Film review: Mental

IT’S been 18 years since PJ Hogan and Toni Collette first got together for Muriel’s Wedding, an outrageous Australian cartoon, with Collette as a wedding-obsessed, Abba-loving teenager who gets out of the dead-end town of Porpoise Spit and makes it to Sydney, where she turns her life around.

Mental (15)

Director: PJ Hogan

Running time: 116 minutes

* * *

Besides the vital presence of Collette, Mental and Muriel have so much in common that you suspect Hogan has some unfinished business here. Both films feature an overbearing local politician father for instance; Anthony LaPaglia is the philandering mayor of Dolphin Heads, Queensland, who can’t even remember the names of his five daughters. Both pictures also feature a sad recessive mum; Shirley (Rebecca Gibney) has a high camp music obsession, which she inflicts on the family. However, instead of Abba, she adores Rodgers and Hammerstein’s Sound Of Music, and dreams of having a family like the Von Trapps.
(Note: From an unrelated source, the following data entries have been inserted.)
//! Async event handler for TUI REPL mode.

use std::{io, path::Path, time::Duration};

use anyhow::Result;
use crossterm::event::{self, Event, KeyCode, KeyEvent, KeyModifiers};
use crossterm::terminal::{disable_raw_mode, enable_raw_mode, EnterAlternateScreen, LeaveAlternateScreen};
use crossterm::ExecutableCommand;
use ratatui::prelude::*;
use tokio::sync::mpsc;

use super::{
    app::{App, InputAction, InputMode},
    events::TuiEvent,
    ui::render_ui,
};
use crate::session::Session;

/// Run the TUI-based REPL
pub async fn run_tui_repl(session: Session, init_prompt: Option<&str>, csv: Option<&Path>) -> Result<()> {
    if !io::IsTerminal::is_terminal(&io::stdout()) {
        return Err(anyhow::anyhow!("TUI mode requires a proper terminal environment"));
    }

    // Setup terminal
    enable_raw_mode()?;
    let mut stdout = io::stdout();
    stdout.execute(EnterAlternateScreen)?;
    let backend = CrosstermBackend::new(stdout);
    let mut terminal = Terminal::new(backend)?;

    let mut app = App::new(session);
    if let Some(path) = csv {
        app.attach_csv(path);
    }

    let (event_tx, event_rx) = mpsc::unbounded_channel::<TuiEvent>();
    if let Some(prompt) = init_prompt {
        let _ = event_tx.send(TuiEvent::UserInput(prompt.to_string()));
    }

    let result = run_app(&mut terminal, &mut app, event_tx, event_rx).await;

    // Restore terminal
    disable_raw_mode()?;
    terminal.backend_mut().execute(LeaveAlternateScreen)?;
    terminal.show_cursor()?;

    result
}

/// Main application loop
async fn run_app(
    terminal: &mut Terminal<CrosstermBackend<io::Stdout>>,
    app: &mut App,
    event_tx: mpsc::UnboundedSender<TuiEvent>,
    mut event_rx: mpsc::UnboundedReceiver<TuiEvent>,
) -> Result<()> {
    // Spawn input handler; it stops once the receiver is gone
    let input_tx = event_tx.clone();
    tokio::task::spawn_blocking(move || {
        while !input_tx.is_closed() {
            if event::poll(Duration::from_millis(100)).unwrap_or(false) {
                if let Ok(Event::Key(key)) = event::read() {
                    if input_tx.send(TuiEvent::Key(key)).is_err() {
                        break;
                    }
                }
            }
        }
    });

    loop {
        terminal.draw(|frame| render_ui(frame, app))?;

        while let Ok(tui_event) = event_rx.try_recv() {
            if handle_event(app, tui_event, &event_tx) {
                return Ok(());
            }
        }

        // Small delay to prevent busy waiting
        tokio::time::sleep(Duration::from_millis(16)).await;
    }
}

/// Returns true when the app should quit.
fn handle_event(app: &mut App, tui_event: TuiEvent, event_tx: &mpsc::UnboundedSender<TuiEvent>) -> bool {
    match tui_event {
        TuiEvent::Key(key) => return handle_key_event(app, key, event_tx),
        TuiEvent::UserInput(input) => {
            if !app.try_queue_message(input.clone()) {
                start_completion(app, &input, event_tx.clone());
            }
        }
        TuiEvent::ProcessNextMessage => {
            if let Some(next_message) = app.dequeue_message() {
                start_completion(app, &next_message, event_tx.clone());
            }
        }
        TuiEvent::CompletionFinished { generation, reply } => {
            if app.finish_turn(generation, reply) {
                let _ = event_tx.send(TuiEvent::ProcessNextMessage);
            }
        }
        TuiEvent::RunCode => start_run(app, event_tx.clone()),
        TuiEvent::ExecutionFinished { generation, outcome } => app.finish_run(generation, outcome),
        TuiEvent::Quit => return true,
    }
    false
}

/// Handle keyboard events
fn handle_key_event(app: &mut App, key: KeyEvent, event_tx: &mpsc::UnboundedSender<TuiEvent>) -> bool {
    let ctrl = key.modifiers.contains(KeyModifiers::CONTROL);

    if ctrl && key.code == KeyCode::Char('c') {
        return true;
    }
    // If any popup is shown, any key closes it
    if app.is_popup_shown() {
        app.hide_popup();
        return false;
    }
    if app.show_help && key.code != KeyCode::F(1) {
        app.show_help = false;
        return false;
    }

    match key.code {
        KeyCode::F(1) => app.toggle_help(),
        KeyCode::F(5) => {
            let _ = event_tx.send(TuiEvent::RunCode);
        }
        KeyCode::Char('r') if ctrl => {
            let _ = event_tx.send(TuiEvent::RunCode);
        }
        KeyCode::Char('p') if ctrl => app.history_prev(),
        KeyCode::Char('n') if ctrl => app.history_next(),
        KeyCode::Up => app.scroll_up(),
        KeyCode::Down => app.scroll_down(),
        KeyCode::Left => app.move_cursor_left(),
        KeyCode::Right => app.move_cursor_right(),
        KeyCode::Home => app.move_cursor_home(),
        KeyCode::End => app.move_cursor_end(),
        KeyCode::Backspace => app.backspace(),
        KeyCode::Delete => app.delete(),
        KeyCode::Enter => return handle_enter(app, event_tx),
        KeyCode::Char(c) if !ctrl => app.insert_char(c),
        _ => {}
    }
    false
}

fn handle_enter(app: &mut App, event_tx: &mpsc::UnboundedSender<TuiEvent>) -> bool {
    // Multiline toggle
    if app.input.trim() == "\"\"\"" {
        match app.input_mode {
            InputMode::Normal => {
                app.clear_input();
                app.input_mode = InputMode::MultiLine;
            }
            InputMode::MultiLine => {
                let multiline_input = app.multiline_buffer.join("\n");
                app.clear_input();
                if !multiline_input.trim().is_empty() {
                    app.push_history(multiline_input.clone());
                    let _ = event_tx.send(TuiEvent::UserInput(multiline_input));
                }
            }
        }
        return false;
    }
    if app.input_mode == InputMode::MultiLine {
        app.multiline_buffer.push(std::mem::take(&mut app.input));
        app.input_cursor = 0;
        return false;
    }

    let input = app.get_input_text();
    app.clear_input();
    if input.trim().is_empty() {
        return false;
    }
    app.push_history(input.clone());

    match InputAction::parse(&input) {
        InputAction::Send(text) => {
            let _ = event_tx.send(TuiEvent::UserInput(text));
        }
        InputAction::AttachCsv(path) => app.attach_csv(Path::new(&path)),
        InputAction::DetachCsv => app.detach_csv(),
        InputAction::Run => {
            let _ = event_tx.send(TuiEvent::RunCode);
        }
        InputAction::ShowCode => app.show_code(),
        InputAction::Clear => app.reset(),
        InputAction::Help => app.toggle_help(),
        InputAction::Quit => {
            let _ = event_tx.send(TuiEvent::Quit);
        }
        InputAction::Unknown(cmd) => app.show_error(format!("Unknown command: /{} (try /help)", cmd)),
    }
    false
}

fn start_completion(app: &mut App, input: &str, event_tx: mpsc::UnboundedSender<TuiEvent>) {
    let messages = app.begin_turn(input);
    let client = app.session.client().clone();
    let options = app.session.options().clone();
    let generation = app.generation;
    tokio::spawn(async move {
        let reply = client
            .complete(&messages, &options)
            .await
            .map_err(|e| e.to_string());
        let _ = event_tx.send(TuiEvent::CompletionFinished { generation, reply });
    });
}

fn start_run(app: &mut App, event_tx: mpsc::UnboundedSender<TuiEvent>) {
    let (sandbox, request) = match app.begin_run() {
        Ok(job) => job,
        Err(e) => {
            app.show_error(format!("{:#}", e));
            return;
        }
    };
    let generation = app.generation;
    tokio::spawn(async move {
        let outcome = sandbox.execute(&request).await.map_err(|e| e.to_string());
        let _ = event_tx.send(TuiEvent::ExecutionFinished { generation, outcome });
    });
}
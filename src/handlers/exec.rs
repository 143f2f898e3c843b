//! `--exec FILE`: run a local script through the sandbox.

use std::{fs, path::Path};

use anyhow::{bail, Context, Result};
use owo_colors::OwoColorize;

use crate::{
    config::Config,
    sandbox::{Attachment, ExecutionRequest, Sandbox},
};

pub async fn run(cfg: &Config, script: &Path, csv: Option<&Path>) -> Result<()> {
    let code = fs::read_to_string(script)
        .with_context(|| format!("reading {}", script.display()))?;
    let sandbox = Sandbox::from_config(cfg)?;

    let mut request = ExecutionRequest::new(code);
    if let Some(path) = csv {
        let file_name = path
            .file_name()
            .map(|n| n.to_string_lossy().into_owned())
            .context("dataset path has no file name")?;
        request.dataset = Some(Attachment { source: path.to_path_buf(), file_name });
    }

    let result = sandbox.execute(&request).await?;
    if !result.stdout.is_empty() {
        print!("{}", result.stdout);
    }
    if result.is_success() {
        println!("{}", result.summary().green());
        if let Some(png) = &result.rendered_image {
            let dir = cfg.chart_output_path();
            fs::create_dir_all(&dir)?;
            let stem = script
                .file_stem()
                .map(|s| s.to_string_lossy().into_owned())
                .unwrap_or_else(|| "chart".into());
            let path = dir.join(format!("{}.png", stem));
            fs::write(&path, png)?;
            println!("{} {}", "chart:".magenta(), path.display());
        }
        Ok(())
    } else {
        eprintln!("{}", result.summary().red());
        bail!("script {} failed", script.display())
    }
}
mod cli;
mod config;
mod dataset;
mod extract;
mod handlers;
mod llm;
mod logging;
mod printer;
mod role;
mod sandbox;
mod session;
mod transcript;
mod tui;

use anyhow::{bail, Result};
use config::Config;
use handlers::SessionArgs;
use is_terminal::IsTerminal;
use logging::LogTarget;
use std::io::{self, Read};

#[tokio::main]
async fn main() -> Result<()> {
    let args = cli::Cli::parse();

    // Load config; CLI flags override it
    let mut cfg = Config::load();
    if let Some(model) = &args.model {
        cfg.set("DEFAULT_MODEL", model.as_str());
    }
    if let Some(python) = &args.python {
        cfg.set("PYTHON_PATH", python.as_str());
    }
    if let Some(secs) = args.exec_timeout {
        cfg.set("EXEC_TIMEOUT", secs.to_string());
    }

    // stdin handling (pipe support)
    let stdin_is_tty = io::stdin().is_terminal();
    let mut prompt_from_stdin = String::new();
    if !stdin_is_tty && args.exec.is_none() {
        io::stdin().read_to_string(&mut prompt_from_stdin)?;
    }

    let arg_prompt = args.prompt.clone().unwrap_or_default();
    let prompt = match (prompt_from_stdin.trim().is_empty(), arg_prompt.is_empty()) {
        (false, false) => format!("{}\n\n{}", prompt_from_stdin.trim_end(), arg_prompt),
        (false, true) => prompt_from_stdin,
        _ => arg_prompt,
    };

    let role_shortcut = args.list_roles || args.show_role.is_some() || args.create_role.is_some();
    let tui_mode = args.repl
        || (!role_shortcut && args.exec.is_none() && prompt.trim().is_empty() && stdin_is_tty);

    logging::init(
        &cfg,
        args.verbose,
        if tui_mode { LogTarget::File } else { LogTarget::Stderr },
    )?;
    tracing::debug!(path = %cfg.config_path.display(), tui = tui_mode, "config loaded");

    // Role management shortcuts
    if args.list_roles {
        for p in role::list(&cfg) {
            println!("{}", p.display());
        }
        return Ok(());
    }
    if let Some(name) = &args.show_role {
        println!("{}", role::show(&cfg, name)?);
        return Ok(());
    }
    if let Some(name) = &args.create_role {
        if prompt.trim().is_empty() {
            bail!("Provide the role text as the prompt or via stdin");
        }
        let path = role::create(&cfg, name, &prompt)?;
        println!("Created/updated role: {}", path.display());
        return Ok(());
    }

    if let Some(script) = &args.exec {
        return handlers::exec::run(&cfg, script, args.csv.as_deref()).await;
    }

    let md = if args.no_md {
        false
    } else if args.md {
        true
    } else {
        cfg.get_bool("PRETTIFY_MARKDOWN")
    };

    let session_args = SessionArgs {
        temperature: args.temperature,
        top_p: args.top_p,
        max_tokens: args.max_tokens,
        role_name: args.role.as_deref(),
    };
    let mut session = handlers::build_session(&cfg, &session_args)?;

    if tui_mode {
        let init = (!prompt.trim().is_empty()).then_some(prompt.as_str());
        handlers::repl::run(session, init, args.csv.as_deref()).await
    } else {
        handlers::ask::run(&mut session, &prompt, args.csv.as_deref(), args.run, md).await
    }
}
In fact the one thing that unites the Moochmore family is a belief that they all have mental disorders, which they use as a shield against the outside world. As one of the sisters says, “if we’re not mental, we’re just unpopular”. In fact, they are largely outclassed on the issues front by most of Dolphin Heads’ residents, including an aunt (Caroline Goodall) who collects eerie china dolls, a neat freak neighbour (Kerry Fox) with a daughter who runs off with a gobby lesbian (The Sapphires’ Deborah Mailman) and a shark-crazed impresario (Liev Schreiber) who runs the town’s local attraction, Jaws of Terror.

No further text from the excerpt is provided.